→ WHAT YOU WILL DO: Exact copies of all the records are to be printed.

Segment Start: SOURCE MATERIAL

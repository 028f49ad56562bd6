use std::fmt;
use std::path::PathBuf;

use crate::mcq::split_mcq_blocks;
use crate::view_model::{AppViewModel, McqCard};

pub type RequestId = u64;

pub const MIN_QUESTIONS: u32 = 1;
pub const MAX_QUESTIONS: u32 = 50;
pub const DEFAULT_QUESTIONS: u32 = 5;

pub const MISSING_FILE_MESSAGE: &str = "Please upload a PDF file.";
const UNEXPECTED_FORMAT_MESSAGE: &str = "Unexpected response format from server.";
const UNKNOWN_ERROR_MESSAGE: &str = "Unknown error occurred.";
const CONNECT_FAILED_MESSAGE: &str = "Failed to connect to backend.";

/// Handle to the user's chosen PDF. Only the path is kept; bytes are read at submit time.
#[derive(Debug, Clone, PartialEq, Eq)]
pub struct SelectedFile {
    pub name: String,
    pub path: PathBuf,
}

impl SelectedFile {
    pub fn from_path(path: impl Into<PathBuf>) -> Self {
        let path = path.into();
        let name = path
            .file_name()
            .map(|n| n.to_string_lossy().into_owned())
            .unwrap_or_else(|| path.display().to_string());
        Self { name, path }
    }
}

/// Why a submission round trip did not produce MCQ text.
#[derive(Debug, Clone, PartialEq, Eq)]
pub enum SubmitFailure {
    /// Non-2xx status, with the server's error string when it sent one.
    HttpStatus { status: u16, detail: Option<String> },
    /// Body was not JSON, or not the expected shape.
    UnexpectedFormat,
    /// 2xx JSON without MCQ text.
    Server(Option<String>),
    /// Request never completed.
    Network(Option<String>),
    /// The selected PDF could not be read.
    FileUnreadable(String),
}

impl SubmitFailure {
    /// Text shown inline under the form.
    pub fn user_message(&self) -> String {
        match self {
            SubmitFailure::HttpStatus {
                status,
                detail: Some(detail),
            } => format!("HTTP error! status: {status}: {detail}"),
            SubmitFailure::HttpStatus { status, detail: None } => {
                format!("HTTP error! status: {status}")
            }
            SubmitFailure::UnexpectedFormat => UNEXPECTED_FORMAT_MESSAGE.to_string(),
            SubmitFailure::Server(message) => non_empty(message.as_deref())
                .unwrap_or(UNKNOWN_ERROR_MESSAGE)
                .to_string(),
            SubmitFailure::Network(message) => non_empty(message.as_deref())
                .unwrap_or(CONNECT_FAILED_MESSAGE)
                .to_string(),
            SubmitFailure::FileUnreadable(reason) => {
                format!("Could not read the selected PDF: {reason}")
            }
        }
    }
}

impl fmt::Display for SubmitFailure {
    fn fmt(&self, f: &mut fmt::Formatter<'_>) -> fmt::Result {
        f.write_str(&self.user_message())
    }
}

fn non_empty(message: Option<&str>) -> Option<&str> {
    message.filter(|m| !m.trim().is_empty())
}

#[derive(Debug, Clone, PartialEq, Eq)]
pub struct AppState {
    form_visible: bool,
    file: Option<SelectedFile>,
    question_count: u32,
    loading: bool,
    in_flight: Option<RequestId>,
    next_request_id: RequestId,
    error: String,
    result: String,
    notice: Option<String>,
    dirty: bool,
}

impl Default for AppState {
    fn default() -> Self {
        Self::with_question_count(DEFAULT_QUESTIONS)
    }
}

impl AppState {
    pub fn new() -> Self {
        Self::default()
    }

    /// Starts with a configured default count, clamped into range.
    pub fn with_question_count(count: u32) -> Self {
        Self {
            form_visible: false,
            file: None,
            question_count: clamp_count(count),
            loading: false,
            in_flight: None,
            next_request_id: 1,
            error: String::new(),
            result: String::new(),
            notice: None,
            dirty: false,
        }
    }

    pub fn view(&self) -> AppViewModel {
        let cards = split_mcq_blocks(&self.result)
            .into_iter()
            .map(McqCard::from_block)
            .collect();
        AppViewModel {
            form_visible: self.form_visible,
            file_name: self.file.as_ref().map(|f| f.name.clone()),
            question_count: self.question_count,
            loading: self.loading,
            inputs_enabled: !self.loading,
            submit_label: if self.loading {
                "Generating..."
            } else {
                "Generate MCQs"
            },
            error: (!self.error.is_empty()).then(|| self.error.clone()),
            result_text: self.result.clone(),
            cards,
            notice: self.notice.clone(),
            dirty: self.dirty,
        }
    }

    /// Returns whether anything changed since the last call, and clears the flag.
    pub fn consume_dirty(&mut self) -> bool {
        std::mem::take(&mut self.dirty)
    }

    pub fn is_loading(&self) -> bool {
        self.loading
    }

    pub fn result_text(&self) -> &str {
        &self.result
    }

    pub(crate) fn mark_dirty(&mut self) {
        self.dirty = true;
    }

    pub(crate) fn show_form(&mut self) -> bool {
        if self.form_visible {
            return false;
        }
        self.form_visible = true;
        self.mark_dirty();
        true
    }

    pub(crate) fn select_file(&mut self, file: Option<SelectedFile>) {
        if self.file != file {
            self.file = file;
            self.mark_dirty();
        }
    }

    pub(crate) fn set_question_count(&mut self, count: u32) {
        let count = clamp_count(count);
        if self.question_count != count {
            self.question_count = count;
            self.mark_dirty();
        }
    }

    pub(crate) fn selected_file(&self) -> Option<&SelectedFile> {
        self.file.as_ref()
    }

    pub(crate) fn question_count(&self) -> u32 {
        self.question_count
    }

    pub(crate) fn clear_outcome(&mut self) {
        if !self.error.is_empty() || !self.result.is_empty() || self.notice.is_some() {
            self.error.clear();
            self.result.clear();
            self.notice = None;
            self.mark_dirty();
        }
    }

    pub(crate) fn set_error(&mut self, message: impl Into<String>) {
        self.error = message.into();
        self.mark_dirty();
    }

    /// Enters the loading state and returns the id of the new request.
    pub(crate) fn begin_request(&mut self) -> RequestId {
        let request_id = self.next_request_id;
        self.next_request_id += 1;
        self.loading = true;
        self.in_flight = Some(request_id);
        self.mark_dirty();
        request_id
    }

    /// Leaves the loading state. Returns false when `request_id` is not the outstanding request.
    pub(crate) fn finish_request(&mut self, request_id: RequestId) -> bool {
        if self.in_flight != Some(request_id) {
            return false;
        }
        self.in_flight = None;
        self.loading = false;
        self.file = None;
        self.mark_dirty();
        true
    }

    pub(crate) fn set_result(&mut self, text: String) {
        self.result = text;
        self.mark_dirty();
    }

    pub(crate) fn set_notice(&mut self, notice: impl Into<String>) {
        self.notice = Some(notice.into());
        self.mark_dirty();
    }
}

fn clamp_count(count: u32) -> u32 {
    count.clamp(MIN_QUESTIONS, MAX_QUESTIONS)
}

Segment End: SOURCE MATERIAL

→ ANSWER:
repository 028f49ad56562bd6
use std::fmt;
use std::path::PathBuf;

use crate::mcq::split_mcq_blocks;
use crate::view_model::{AppViewModel, McqCard};

pub type RequestId = u64;

pub const MIN_QUESTIONS: u32 = 1;
pub const MAX_QUESTIONS: u32 = 50;
pub const DEFAULT_QUESTIONS: u32 = 5;

pub const MISSING_FILE_MESSAGE: &str = "Please upload a PDF file.";
const UNEXPECTED_FORMAT_MESSAGE: &str = "Unexpected response format from server.";
const UNKNOWN_ERROR_MESSAGE: &str = "Unknown error occurred.";
const CONNECT_FAILED_MESSAGE: &str = "Failed to connect to backend.";

/// Handle to the user's chosen PDF. Only the path is kept; bytes are read at submit time.
#[derive(Debug, Clone, PartialEq, Eq)]
pub struct SelectedFile {
    pub name: String,
    pub path: PathBuf,
}

impl SelectedFile {
    pub fn from_path(path: impl Into<PathBuf>) -> Self {
        let path = path.into();
        let name = path
            .file_name()
            .map(|n| n.to_string_lossy().into_owned())
            .unwrap_or_else(|| path.display().to_string());
        Self { name, path }
    }
}

/// Why a submission round trip did not produce MCQ text.
#[derive(Debug, Clone, PartialEq, Eq)]
pub enum SubmitFailure {
    /// Non-2xx status, with the server's error string when it sent one.
    HttpStatus { status: u16, detail: Option<String> },
    /// Body was not JSON, or not the expected shape.
    UnexpectedFormat,
    /// 2xx JSON without MCQ text.
    Server(Option<String>),
    /// Request never completed.
    Network(Option<String>),
    /// The selected PDF could not be read.
    FileUnreadable(String),
}

impl SubmitFailure {
    /// Text shown inline under the form.
    pub fn user_message(&self) -> String {
        match self {
            SubmitFailure::HttpStatus {
                status,
                detail: Some(detail),
            } => format!("HTTP error! status: {status}: {detail}"),
            SubmitFailure::HttpStatus { status, detail: None } => {
                format!("HTTP error! status: {status}")
            }
            SubmitFailure::UnexpectedFormat => UNEXPECTED_FORMAT_MESSAGE.to_string(),
            SubmitFailure::Server(message) => non_empty(message.as_deref())
                .unwrap_or(UNKNOWN_ERROR_MESSAGE)
                .to_string(),
            SubmitFailure::Network(message) => non_empty(message.as_deref())
                .unwrap_or(CONNECT_FAILED_MESSAGE)
                .to_string(),
            SubmitFailure::FileUnreadable(reason) => {
                format!("Could not read the selected PDF: {reason}")
            }
        }
    }
}

impl fmt::Display for SubmitFailure {
    fn fmt(&self, f: &mut fmt::Formatter<'_>) -> fmt::Result {
        f.write_str(&self.user_message())
    }
}

fn non_empty(message: Option<&str>) -> Option<&str> {
    message.filter(|m| !m.trim().is_empty())
}

#[derive(Debug, Clone, PartialEq, Eq)]
pub struct AppState {
    form_visible: bool,
    file: Option<SelectedFile>,
    question_count: u32,
    loading: bool,
    in_flight: Option<RequestId>,
    next_request_id: RequestId,
    error: String,
    result: String,
    notice: Option<String>,
    dirty: bool,
}

impl Default for AppState {
    fn default() -> Self {
        Self::with_question_count(DEFAULT_QUESTIONS)
    }
}

impl AppState {
    pub fn new() -> Self {
        Self::default()
    }

    /// Starts with a configured default count, clamped into range.
    pub fn with_question_count(count: u32) -> Self {
        Self {
            form_visible: false,
            file: None,
            question_count: clamp_count(count),
            loading: false,
            in_flight: None,
            next_request_id: 1,
            error: String::new(),
            result: String::new(),
            notice: None,
            dirty: false,
        }
    }

    pub fn view(&self) -> AppViewModel {
        let cards = split_mcq_blocks(&self.result)
            .into_iter()
            .map(McqCard::from_block)
            .collect();
        AppViewModel {
            form_visible: self.form_visible,
            file_name: self.file.as_ref().map(|f| f.name.clone()),
            question_count: self.question_count,
            loading: self.loading,
            inputs_enabled: !self.loading,
            submit_label: if self.loading {
                "Generating..."
            } else {
                "Generate MCQs"
            },
            error: (!self.error.is_empty()).then(|| self.error.clone()),
            result_text: self.result.clone(),
            cards,
            notice: self.notice.clone(),
            dirty: self.dirty,
        }
    }

    /// Returns whether anything changed since the last call, and clears the flag.
    pub fn consume_dirty(&mut self) -> bool {
        std::mem::take(&mut self.dirty)
    }

    pub fn is_loading(&self) -> bool {
        self.loading
    }

    pub fn result_text(&self) -> &str {
        &self.result
    }

    pub(crate) fn mark_dirty(&mut self) {
        self.dirty = true;
    }

    pub(crate) fn show_form(&mut self) -> bool {
        if self.form_visible {
            return false;
        }
        self.form_visible = true;
        self.mark_dirty();
        true
    }

    pub(crate) fn select_file(&mut self, file: Option<SelectedFile>) {
        if self.file != file {
            self.file = file;
            self.mark_dirty();
        }
    }

    pub(crate) fn set_question_count(&mut self, count: u32) {
        let count = clamp_count(count);
        if self.question_count != count {
            self.question_count = count;
            self.mark_dirty();
        }
    }

    pub(crate) fn selected_file(&self) -> Option<&SelectedFile> {
        self.file.as_ref()
    }

    pub(crate) fn question_count(&self) -> u32 {
        self.question_count
    }

    pub(crate) fn clear_outcome(&mut self) {
        if !self.error.is_empty() || !self.result.is_empty() || self.notice.is_some() {
            self.error.clear();
            self.result.clear();
            self.notice = None;
            self.mark_dirty();
        }
    }

    pub(crate) fn set_error(&mut self, message: impl Into<String>) {
        self.error = message.into();
        self.mark_dirty();
    }

    /// Enters the loading state and returns the id of the new request.
    pub(crate) fn begin_request(&mut self) -> RequestId {
        let request_id = self.next_request_id;
        self.next_request_id += 1;
        self.loading = true;
        self.in_flight = Some(request_id);
        self.mark_dirty();
        request_id
    }

    /// Leaves the loading state. Returns false when `request_id` is not the outstanding request.
    pub(crate) fn finish_request(&mut self, request_id: RequestId) -> bool {
        if self.in_flight != Some(request_id) {
            return false;
        }
        self.in_flight = None;
        self.loading = false;
        self.file = None;
        self.mark_dirty();
        true
    }

    pub(crate) fn set_result(&mut self, text: String) {
        self.result = text;
        self.mark_dirty();
    }

    pub(crate) fn set_notice(&mut self, notice: impl Into<String>) {
        self.notice = Some(notice.into());
        self.mark_dirty();
    }
}

fn clamp_count(count: u32) -> u32 {
    count.clamp(MIN_QUESTIONS, MAX_QUESTIONS)
}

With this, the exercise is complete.